Population (2025-01-01)
- • Total: 11,838
- • Density: 24.0/km^{2} (62.2/sq mi)
- Time zone: UTC+1 (CET)
- • Summer (DST): UTC+2 (CEST)
- Website: http://www.medinasidonia.com/

= Medina-Sidonia =

Medina Sidonia is a city and municipality in the province of Cádiz in the autonomous community of Andalusia, southern Spain. Considered by some to be the oldest city in Europe, it is used as a military defence location because of its elevation.

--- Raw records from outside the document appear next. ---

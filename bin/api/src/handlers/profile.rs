//! Profile mutation endpoints.
//!
//! Each field follows the first-change-free / pay-to-change rule
//! independently; the unlock flags live on the profile row.

use std::sync::Arc;

use animetoken_core::ApiError;
use animetoken_storage::feed::{ChangeOp, RowChange};
use animetoken_storage::models::UserProfile;
use animetoken_storage::repos;
use axum::Json;
use axum::extract::{Path, State};
use chrono::Utc;
use serde::Deserialize;
use serde_json::json;
use uuid::Uuid;

use crate::response::{ApiResponse, respond};
use crate::state::AppState;
use crate::validate;

#[derive(Deserialize)]
pub struct SetNicknameRequest {
    pub wallet_address: String,
    pub nickname: String,
    pub transaction_signature: Option<String>,
}

/// POST /api/v1/profile/nickname
pub async fn set_nickname(
    State(state): State<Arc<AppState>>,
    Json(req): Json<SetNicknameRequest>,
) -> Json<ApiResponse<UserProfile>> {
    respond(set_nickname_inner(&state, req).await)
}

async fn set_nickname_inner(
    state: &AppState,
    req: SetNicknameRequest,
) -> Result<UserProfile, ApiError> {
    validate::validate_nickname(&req.nickname)?;

    let profile = repos::ensure_profile(&state.pool, &req.wallet_address)
        .await
        .map_err(ApiError::internal)?;

    if repos::nickname_taken(&state.pool, &req.nickname, &req.wallet_address)
        .await
        .map_err(ApiError::internal)?
    {
        return Err(ApiError::Conflict("nickname is already taken".into()));
    }

    validate::check_unlock(profile.nickname_unlocked, req.transaction_signature.as_deref())?;

    let updated = repos::set_nickname(&state.pool, &req.wallet_address, &req.nickname)
        .await
        .map_err(ApiError::internal)?;

    publish_profile_change(state, &updated, json!({ "nickname": updated.nickname }));
    Ok(updated)
}

#[derive(Deserialize)]
pub struct SetBioRequest {
    pub wallet_address: String,
    pub bio: String,
    pub transaction_signature: Option<String>,
}

/// POST /api/v1/profile/bio
pub async fn set_bio(
    State(state): State<Arc<AppState>>,
    Json(req): Json<SetBioRequest>,
) -> Json<ApiResponse<UserProfile>> {
    respond(set_bio_inner(&state, req).await)
}

async fn set_bio_inner(state: &AppState, req: SetBioRequest) -> Result<UserProfile, ApiError> {
    validate::validate_bio(&req.bio)?;

    let profile = repos::ensure_profile(&state.pool, &req.wallet_address)
        .await
        .map_err(ApiError::internal)?;

    validate::check_unlock(profile.bio_unlocked, req.transaction_signature.as_deref())?;

    let updated = repos::set_bio(&state.pool, &req.wallet_address, &req.bio)
        .await
        .map_err(ApiError::internal)?;

    publish_profile_change(state, &updated, json!({ "bio": updated.bio }));
    Ok(updated)
}

#[derive(Deserialize)]
pub struct SetPfpRequest {
    pub wallet_address: String,
    pub nft_id: Uuid,
    pub transaction_signature: Option<String>,
}

/// POST /api/v1/profile/pfp — avatar must be an NFT the caller owns.
pub async fn set_pfp(
    State(state): State<Arc<AppState>>,
    Json(req): Json<SetPfpRequest>,
) -> Json<ApiResponse<UserProfile>> {
    respond(set_pfp_inner(&state, req).await)
}

async fn set_pfp_inner(state: &AppState, req: SetPfpRequest) -> Result<UserProfile, ApiError> {
    let nft = repos::get_nft(&state.pool, req.nft_id)
        .await
        .map_err(ApiError::internal)?
        .ok_or_else(|| ApiError::NotFound(format!("nft {}", req.nft_id)))?;

    if nft.owner_wallet != req.wallet_address {
        return Err(ApiError::Ownership("the avatar NFT is owned by another wallet".into()));
    }

    let profile = repos::ensure_profile(&state.pool, &req.wallet_address)
        .await
        .map_err(ApiError::internal)?;

    validate::check_unlock(profile.avatar_unlocked, req.transaction_signature.as_deref())?;

    let updated = repos::set_avatar(&state.pool, &req.wallet_address, nft.id, &nft.image_url)
        .await
        .map_err(ApiError::internal)?;

    publish_profile_change(state, &updated, json!({ "avatar_url": updated.avatar_url }));
    Ok(updated)
}

/// GET /api/v1/profile/:wallet — stored profile, or an empty default for
/// wallets that have never written one.
pub async fn get_profile(
    State(state): State<Arc<AppState>>,
    Path(wallet): Path<String>,
) -> Json<ApiResponse<UserProfile>> {
    respond(get_profile_inner(&state, wallet).await)
}

async fn get_profile_inner(state: &AppState, wallet: String) -> Result<UserProfile, ApiError> {
    if let Some(profile) = repos::get_profile(&state.pool, &wallet)
        .await
        .map_err(ApiError::internal)?
    {
        return Ok(profile);
    }

    let now = Utc::now().naive_utc();
    Ok(UserProfile {
        wallet_address: wallet,
        nickname: None,
        bio: String::new(),
        avatar_url: String::new(),
        avatar_nft_id: None,
        profile_rank: animetoken_storage::models::ProfileRank::Default,
        trade_count: 0,
        nickname_unlocked: false,
        bio_unlocked: false,
        avatar_unlocked: false,
        created_at: now,
        updated_at: now,
    })
}

fn publish_profile_change(state: &AppState, profile: &UserProfile, data: serde_json::Value) {
    state.feed.publish(RowChange {
        table: "user_profiles",
        op: ChangeOp::Update,
        wallet: profile.wallet_address.clone(),
        data,
    });
}
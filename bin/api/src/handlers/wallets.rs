//! Secondary wallet linking.
//!
//! Linking requires an exact match against the canonical message template,
//! signed by the wallet being linked — proof the caller controls it.

use std::sync::Arc;

use animetoken_core::ApiError;
use animetoken_storage::feed::{ChangeOp, RowChange};
use animetoken_storage::models::LinkedWallet;
use animetoken_storage::repos;
use animetoken_wallet as wallet;
use axum::Json;
use axum::extract::{Path, State};
use chrono::Utc;
use serde::{Deserialize, Serialize};
use serde_json::json;

use crate::response::{ApiResponse, respond};
use crate::state::AppState;

#[derive(Deserialize)]
pub struct LinkWalletRequest {
    pub wallet_address: String,
    pub primary_wallet: String,
    pub signature: String,
    pub message: String,
}

/// POST /api/v1/wallets/link
pub async fn link_wallet(
    State(state): State<Arc<AppState>>,
    Json(req): Json<LinkWalletRequest>,
) -> Json<ApiResponse<LinkedWallet>> {
    respond(link_wallet_inner(&state, req).await)
}

async fn link_wallet_inner(
    state: &AppState,
    req: LinkWalletRequest,
) -> Result<LinkedWallet, ApiError> {
    if req.wallet_address == req.primary_wallet {
        return Err(ApiError::Validation("cannot link a wallet to itself".into()));
    }

    let (address, timestamp) = wallet::parse_link_message(&req.message)
        .ok_or_else(|| ApiError::Validation("message does not match the linking template".into()))?;
    if address != req.wallet_address {
        return Err(ApiError::Validation(
            "message was signed for a different wallet".into(),
        ));
    }

    wallet::check_freshness(timestamp, Utc::now().timestamp_millis(), wallet::LINK_FRESHNESS)?;
    wallet::verify_signature(&req.wallet_address, &req.message, &req.signature)?;

    if let Some(existing) = repos::get_linked_wallet(&state.pool, &req.wallet_address)
        .await
        .map_err(ApiError::internal)?
    {
        if existing.primary_wallet == req.primary_wallet {
            // Already in the desired state; idempotent success.
            return Ok(existing);
        }
        return Err(ApiError::Conflict(
            "wallet is already linked to another account".into(),
        ));
    }

    let linked = repos::link_wallet(&state.pool, &req.wallet_address, &req.primary_wallet)
        .await
        .map_err(ApiError::internal)?;

    tracing::info!(
        wallet = %req.wallet_address,
        primary = %req.primary_wallet,
        "secondary wallet linked"
    );

    state.feed.publish(RowChange {
        table: "linked_wallets",
        op: ChangeOp::Insert,
        wallet: req.primary_wallet,
        data: json!({ "wallet_address": linked.wallet_address }),
    });

    Ok(linked)
}

#[derive(Deserialize)]
pub struct UnlinkWalletRequest {
    pub wallet_address: String,
    pub primary_wallet: String,
}

#[derive(Serialize)]
pub struct UnlinkResponse {
    pub removed: bool,
}

/// POST /api/v1/wallets/unlink — unlinking an unknown wallet succeeds.
pub async fn unlink_wallet(
    State(state): State<Arc<AppState>>,
    Json(req): Json<UnlinkWalletRequest>,
) -> Json<ApiResponse<UnlinkResponse>> {
    respond(unlink_wallet_inner(&state, req).await)
}

async fn unlink_wallet_inner(
    state: &AppState,
    req: UnlinkWalletRequest,
) -> Result<UnlinkResponse, ApiError> {
    let removed = repos::unlink_wallet(&state.pool, &req.wallet_address, &req.primary_wallet)
        .await
        .map_err(ApiError::internal)?
        > 0;

    if removed {
        state.feed.publish(RowChange {
            table: "linked_wallets",
            op: ChangeOp::Delete,
            wallet: req.primary_wallet,
            data: json!({ "wallet_address": req.wallet_address }),
        });
    }

    Ok(UnlinkResponse { removed })
}

/// GET /api/v1/users/:wallet/wallets — all secondary wallets for a primary.
pub async fn get_user_wallets(
    State(state): State<Arc<AppState>>,
    Path(primary): Path<String>,
) -> Json<ApiResponse<Vec<LinkedWallet>>> {
    respond(
        repos::get_wallets_for_primary(&state.pool, &primary)
            .await
            .map_err(ApiError::internal),
    )
}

Medina-Sidonia, one of Spain's most important ducal seats in the 15th century, produced an admiral, Alonso Pérez de Guzmán, 7th Duke of Medina Sidonia, who led the Spanish Armada against England in 1588. The title of Duque de Medina Sidonia was bestowed upon the family of Guzmán El Bueno for his valiant role in taking the town. The line continues and was led until March 2008 by the controversial socialist Luisa Isabel Álvarez de Toledo, 21st Duchess of Medina Sidonia (born 1936).

==Etymology==
The city's name comes from Medina (Arabic for 'city') and Sidonia (of Sidon) and means 'City of Sidon'. Locals are known as Asidonenses.

==History==
This city was most likely ancient Asido, an Iberian settlement which may have been founded by the Phoenicians, hence the later name Sidonia reflecting its foundation by Sidon. Its earliest phase is known through its coinage and its 2nd and 1st centuries BC issues bear the Latin inscription Asido but also Punic inscriptions such as sdn or b'b'l, with Herakles and dolphins being notable obverse and reverse designs. The Barrington Atlas of the Greek and Roman World equates this site with modern Medina Sidonia - lying within the ancient Roman province of Turdetania some 30 km inland from the southern Spanish coast, this site lay upon a hill about 35 km to the east of Gades (modern Cádiz), and 15 km to the west of the Besilus river.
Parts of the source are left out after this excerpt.